The role of Candida auris extracellular vesicles on pathogenesis and treatment

Abstract

Candida auris is an emergent pathogenic fungus prominently known for its unusual transmissibility, environmental persistence, and multidrug resistance. It is the only fungi to be listed in the highest priority for the American Centers for Disease Control’s Antimicrobial Resistance Threats List. Until now, few of its known antifungal resistance mechanisms could adequately explain differences in survival in vitro and in vivo when challenged with antifungal drugs. Therefore, research into phenotypic survival mechanisms for C. auris was undertaken.

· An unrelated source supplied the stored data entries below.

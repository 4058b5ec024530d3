//! The `(entity, scenario, period)` triple threaded explicitly through
//! every stage of a calculation.
//!
//! Spec §9 design note: "the source relies on a process-wide database
//! handle and registries. In a systems-language reimplementation, pass
//! these explicitly (a 'run context' value threaded through the
//! orchestrator) to keep the engine pure and testable." `RunContext` is
//! that value; nothing in this crate reaches for global/thread-local
//! state.

use std::fmt;

/// The statement-computation order within a single period (spec §4.E
/// "cross-statement ordering rule"). A statement may read `[t]` values
/// from any statement earlier in this order, and `[t-1]` values from
/// any statement regardless of order.
#[derive(Debug, Clone, Copy, PartialEq, Eq, Hash)]
#[cfg_attr(feature = "serde", derive(serde::Serialize, serde::Deserialize))]
#[cfg_attr(feature = "serde", serde(rename_all = "kebab-case"))]
pub enum StatementKind {
    ProfitAndLoss,
    BalanceSheet,
    CashFlow,
    Auxiliary,
}

impl StatementKind {
    /// Default statement order (spec §6: "PL -> BS -> CF -> auxiliary").
    pub const DEFAULT_ORDER: [StatementKind; 4] = [
        StatementKind::ProfitAndLoss,
        StatementKind::BalanceSheet,
        StatementKind::CashFlow,
        StatementKind::Auxiliary,
    ];

    /// The prefix a provider uses for this statement's cross-statement
    /// references (spec §4.E: `pl:CODE`, `bs:CODE`, `carbon:CODE`).
    pub fn prefix(&self) -> &'static str {
        match self {
            StatementKind::ProfitAndLoss => "pl",
            StatementKind::BalanceSheet => "bs",
            StatementKind::CashFlow => "cf",
            StatementKind::Auxiliary => "carbon",
        }
    }

    fn rank(&self, order: &[StatementKind]) -> Option<usize> {
        order.iter().position(|s| s == self)
    }

    /// Whether `other` is computed strictly before `self` in `order`.
    pub fn is_before(&self, other: &StatementKind, order: &[StatementKind]) -> bool {
        match (self.rank(order), other.rank(order)) {
            (Some(a), Some(b)) => a < b,
            _ => false,
        }
    }
}

impl fmt::Display for StatementKind {
    fn fmt(&self, f: &mut fmt::Formatter<'_>) -> fmt::Result {
        f.write_str(self.prefix())
    }
}

/// The `(entity, scenario, period)` context every resolver call and
/// evaluation carries (spec §4.A: "`context` carries the current
/// `(scenario, period, entity)` so the resolver can fetch correctly").
#[derive(Debug, Clone, PartialEq, Eq, Hash)]
pub struct RunContext {
    pub entity: String,
    pub scenario: String,
    /// The period identifier (e.g. "2026-Q1"). Periods are ordered by
    /// the caller-supplied period list, not by parsing this string.
    pub period: String,
    /// 0-based index of `period` within the orchestrator's period list,
    /// used by the prior-period provider to look up `period_index + offset`.
    pub period_index: usize,
    pub statement: StatementKind,
}

impl RunContext {
    pub fn new(
        entity: impl Into<String>,
        scenario: impl Into<String>,
        period: impl Into<String>,
        period_index: usize,
        statement: StatementKind,
    ) -> Self {
        Self {
            entity: entity.into(),
            scenario: scenario.into(),
            period: period.into(),
            period_index,
            statement,
        }
    }

    pub fn with_statement(&self, statement: StatementKind) -> Self {
        Self { statement, ..self.clone() }
    }
}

Here, naturally produced nanometer-sized secreted particles known as extracellular vesicles (EVs) are shown to play a key role in attenuating the potency of the essential frontline drug, amphotericin B. In in vitro assays, these EVs acted in a dose-dependent manner, with nanogram levels of them capable of doubling the minimum inhibitory concentration needed to kill the yeast. The results were reproducible in drastically different clinical formulations of the drug as well, suggesting a possible clinical translation to the research. Furthermore, this effect proved reproducible and transferable among isolates of C. auris, though could not be replicated in other pathogenic fungi such as Candida albicans. Chemical ablation of EV endocytosis restored wild-type susceptibility towards the drug in the face of EV treatment. Proteomic analysis of C. auris EVs revealed the abundance of an uncharacterized protein suspected to have glucanase activity. Its nearest homologue in C. albicans revealed potential functions in both dampening immune responses and biofilm catalysing ability. Quantification of C. auris EVs incubated with amphotericin B suggested that EVs likely were not inducing resistance through reducing drug bioavailability.

Together, these results reveal extracellular vesicles to likely be a novel and unique mechanism for the pathogenic yeast C. auris to evade amphotericin B treatment. Successful inhibition of this process restored wild-type susceptibility and provide justification for research into synergies between EV-inhibiting and existing antifungal drugs. Further research will be required to detail the exact mechanism in which C. auris EVs confer resistance against amphotericin B, and whether these results can be clinically translated.